Ocean Pollution Is Cruel, Not Cool: The Impacts of COVID-19 On Marine Life
- The Biophilia Effect
- Apr 29, 2021
- 2 min read
By Asha Kannan
I see a flash of silver in the distance and propel myself through the water. My stomach is rumbling. Now that I’m no longer a hatchling, I have to fight for my own food in the ocean. I can see the jellyfish desperately trying to swim away from me, but I am too hungry to let it slip away. I chase it through the rocky caves just beneath the water’s surface, when it suddenly stops. The jellyfish is so close to me, but it looks like it has been snagged on a rock. Well, I guess it will be easier for me to eat. As I get closer, something looks fishy about this jellyfish, but I am way too hungry to just let free food pass me by, so I quickly gobble the clear, gelatinous bubble. I try to swallow and right away, I realize that it doesn’t taste quite right.

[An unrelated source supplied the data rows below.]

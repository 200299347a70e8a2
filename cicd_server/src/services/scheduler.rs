//! Keeps cron entries in step with stored pipelines and jobs.
//!
//! Callbacks carry only ids; the definition is re-read through the gateway
//! at fire time so edits made after registration are honored.

use std::collections::{BTreeMap, HashMap};
use std::sync::{Arc, Mutex, PoisonError, RwLock};

use tokio_util::sync::CancellationToken;

use crate::error::{CicdError, Result};
use crate::models::freestyle::FreestyleJob;
use crate::models::pipeline::Pipeline;
use crate::models::TriggerInfo;
use crate::services::cron::{self, CronEngine, EntryId};
use crate::services::retention::RetentionService;
use crate::services::trigger_gateway::TriggerGateway;
use crate::storage::{Bucket, KvStore, KvStoreExt};

type Registrations = RwLock<HashMap<String, Vec<EntryId>>>;

pub struct Scheduler {
    engine: Arc<CronEngine>,
    store: Arc<dyn KvStore>,
    gateway: Arc<TriggerGateway>,
    retention: Arc<RetentionService>,
    retention_schedule: String,
    pipelines: Registrations,
    jobs: Registrations,
    retention_entry: Mutex<Option<EntryId>>,
}

impl Scheduler {
    pub fn new(
        store: Arc<dyn KvStore>,
        gateway: Arc<TriggerGateway>,
        retention: Arc<RetentionService>,
        retention_schedule: impl Into<String>,
    ) -> Self {
        Self {
            engine: Arc::new(CronEngine::new()),
            store,
            gateway,
            retention,
            retention_schedule: retention_schedule.into(),
            pipelines: RwLock::new(HashMap::new()),
            jobs: RwLock::new(HashMap::new()),
            retention_entry: Mutex::new(None),
        }
    }

    pub fn engine(&self) -> &CronEngine {
        &self.engine
    }

    /// Entries currently registered for a pipeline.
    pub fn pipeline_entries(&self, pipeline_id: &str) -> usize {
        read(&self.pipelines).get(pipeline_id).map_or(0, Vec::len)
    }

    pub fn freestyle_entries(&self, job_id: &str) -> usize {
        read(&self.jobs).get(job_id).map_or(0, Vec::len)
    }

    /// Expression of the registered retention sweep, if loaded.
    pub fn retention_entry(&self) -> Option<String> {
        let id = (*self
            .retention_entry
            .lock()
            .unwrap_or_else(PoisonError::into_inner))?;
        self.engine.expression(id)
    }

    /// Register the retention sweep plus every stored schedule.
    pub async fn load(&self) -> Result<()> {
        self.register_retention()?;
        let pipelines = self.refresh_pipelines().await?;
        let jobs = self.refresh_freestyle_jobs().await?;
        tracing::info!(pipelines, jobs, entries = self.engine.len(), "Schedules loaded");
        Ok(())
    }

    fn register_retention(&self) -> Result<()> {
        let mut slot = self
            .retention_entry
            .lock()
            .unwrap_or_else(PoisonError::into_inner);
        if let Some(id) = slot.take() {
            self.engine.remove(id);
        }
        let retention = self.retention.clone();
        let id = self.engine.add(
            &self.retention_schedule,
            cron::callback(move |at| {
                let retention = retention.clone();
                async move {
                    if let Err(e) = retention.sweep(at).await {
                        tracing::error!("Retention sweep failed: {e}");
                    }
                }
            }),
        )?;
        *slot = Some(id);
        Ok(())
    }

    /// Re-register every pipeline's cron triggers. Returns how many pipelines have entries.
    pub async fn refresh_pipelines(&self) -> Result<usize> {
        let pipelines: Vec<Pipeline> = self.store.list_json(Bucket::Pipelines).await?;
        let stale: Vec<String> = read(&self.pipelines).keys().cloned().collect();
        for id in stale {
            self.unregister_pipeline(&id);
        }
        let mut registered = 0;
        for pipeline in &pipelines {
            if self.register_pipeline(pipeline) > 0 {
                registered += 1;
            }
        }
        Ok(registered)
    }

    pub async fn refresh_freestyle_jobs(&self) -> Result<usize> {
        let jobs: Vec<FreestyleJob> = self.store.list_json(Bucket::FreestyleJobs).await?;
        let stale: Vec<String> = read(&self.jobs).keys().cloned().collect();
        for id in stale {
            self.unregister_freestyle(&id);
        }
        let mut registered = 0;
        for job in &jobs {
            if self.register_freestyle(job) > 0 {
                registered += 1;
            }
        }
        Ok(registered)
    }

    /// Replace a pipeline's entries with its current enabled cron triggers.
    /// Invalid expressions are logged and skipped.
    pub fn register_pipeline(&self, pipeline: &Pipeline) -> usize {
        self.unregister_pipeline(&pipeline.id);
        let mut ids = Vec::new();
        for schedule in pipeline.cron_schedules() {
            let gateway = self.gateway.clone();
            let pipeline_id = pipeline.id.clone();
            let expr = schedule.to_string();
            let cb = cron::callback(move |at| {
                let gateway = gateway.clone();
                let pipeline_id = pipeline_id.clone();
                let expr = expr.clone();
                async move {
                    let trigger = TriggerInfo::cron(&expr, at);
                    match gateway
                        .trigger_pipeline(&pipeline_id, trigger, BTreeMap::new())
                        .await
                    {
                        Ok(run) => tracing::info!(
                            pipeline_id = %pipeline_id,
                            run_id = %run.id,
                            schedule = %expr,
                            "Cron trigger fired"
                        ),
                        Err(e) => tracing::warn!(
                            pipeline_id = %pipeline_id,
                            schedule = %expr,
                            "Cron trigger failed: {e}"
                        ),
                    }
                }
            });
            match self.engine.add(schedule, cb) {
                Ok(id) => ids.push(id),
                Err(e) => {
                    tracing::warn!(pipeline = %pipeline.name, "Skipping cron trigger: {e}")
                }
            }
        }
        let count = ids.len();
        if count > 0 {
            write(&self.pipelines).insert(pipeline.id.clone(), ids);
        }
        count
    }

    pub fn unregister_pipeline(&self, pipeline_id: &str) {
        if let Some(ids) = write(&self.pipelines).remove(pipeline_id) {
            for id in ids {
                self.engine.remove(id);
            }
        }
    }

    /// Replace a job's entries. Disabled jobs get none.
    pub fn register_freestyle(&self, job: &FreestyleJob) -> usize {
        self.unregister_freestyle(&job.id);
        if !job.enabled {
            return 0;
        }
        let mut ids = Vec::new();
        for schedule in job.cron_schedules() {
            let gateway = self.gateway.clone();
            let job_id = job.id.clone();
            let expr = schedule.to_string();
            let cb = cron::callback(move |at| {
                let gateway = gateway.clone();
                let job_id = job_id.clone();
                let expr = expr.clone();
                async move {
                    let trigger = TriggerInfo::cron(&expr, at);
                    match gateway.trigger_freestyle(&job_id, trigger, BTreeMap::new()).await {
                        Ok(build) => tracing::info!(
                            job_id = %job_id,
                            build_id = %build.id,
                            schedule = %expr,
                            "Cron trigger fired"
                        ),
                        Err(CicdError::InvalidState(reason)) => {
                            tracing::debug!(job_id = %job_id, "Cron trigger ignored: {reason}")
                        }
                        Err(e) => tracing::warn!(
                            job_id = %job_id,
                            schedule = %expr,
                            "Cron trigger failed: {e}"
                        ),
                    }
                }
            });
            match self.engine.add(schedule, cb) {
                Ok(id) => ids.push(id),
                Err(e) => tracing::warn!(job = %job.name, "Skipping cron trigger: {e}"),
            }
        }
        let count = ids.len();
        if count > 0 {
            write(&self.jobs).insert(job.id.clone(), ids);
        }
        count
    }

    pub fn unregister_freestyle(&self, job_id: &str) {
        if let Some(ids) = write(&self.jobs).remove(job_id) {
            for id in ids {
                self.engine.remove(id);
            }
        }
    }

    /// Drive the cron engine until `cancel` fires.
    pub async fn run(&self, cancel: CancellationToken) {
        self.engine.run(cancel).await;
    }
}

fn read(lock: &Registrations) -> std::sync::RwLockReadGuard<'_, HashMap<String, Vec<EntryId>>> {
    lock.read().unwrap_or_else(PoisonError::into_inner)
}

fn write(lock: &Registrations) -> std::sync::RwLockWriteGuard<'_, HashMap<String, Vec<EntryId>>> {
    lock.write().unwrap_or_else(PoisonError::into_inner)
}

I try to chew, but my mouth catches on something I assume are tentacles. I realize I am wrong. I try to push this strange, rope-like substance called food down my throat, but I can feel myself starting to lose air. I attempt to pull the jellyfish out of my mouth but am only partly successful: the contents of the “jellyfish” fall down my throat and I pull out the remains of a plastic bag filled with assorted face masks and gloves.
I’ve never seen a jellyfish with these kinds of insides before. My mother warned me about how the humans who live on the mainland like to fill plastic bags with other plastic items and drop them into our home, but she never said anything about the bags being filled with gloves and masks. It must be a new season above the water. This is unfortunately not the first time I’ve almost died from trying to eat. My brother told me that every year, 8 million metric tons of plastic are dumped into the ocean every year, and some of this waste has ended up in my stomach before.
When climbing on shore one day, a little girl yelled, “Mommy, it’s a turtle, come look!” I was immediately photographed and petted. The humans on the beach were all wearing “masks,” as they called them. The masks were exactly like the ones I found in my jellyfish today. The little girl then began to complain that her mask was itchy. Her mother replied with something like “it’s just until the end of this pandemic.” What does pandemic mean? I’m not so sure. All I know is that I want a real meal, not a plastic jellyfish.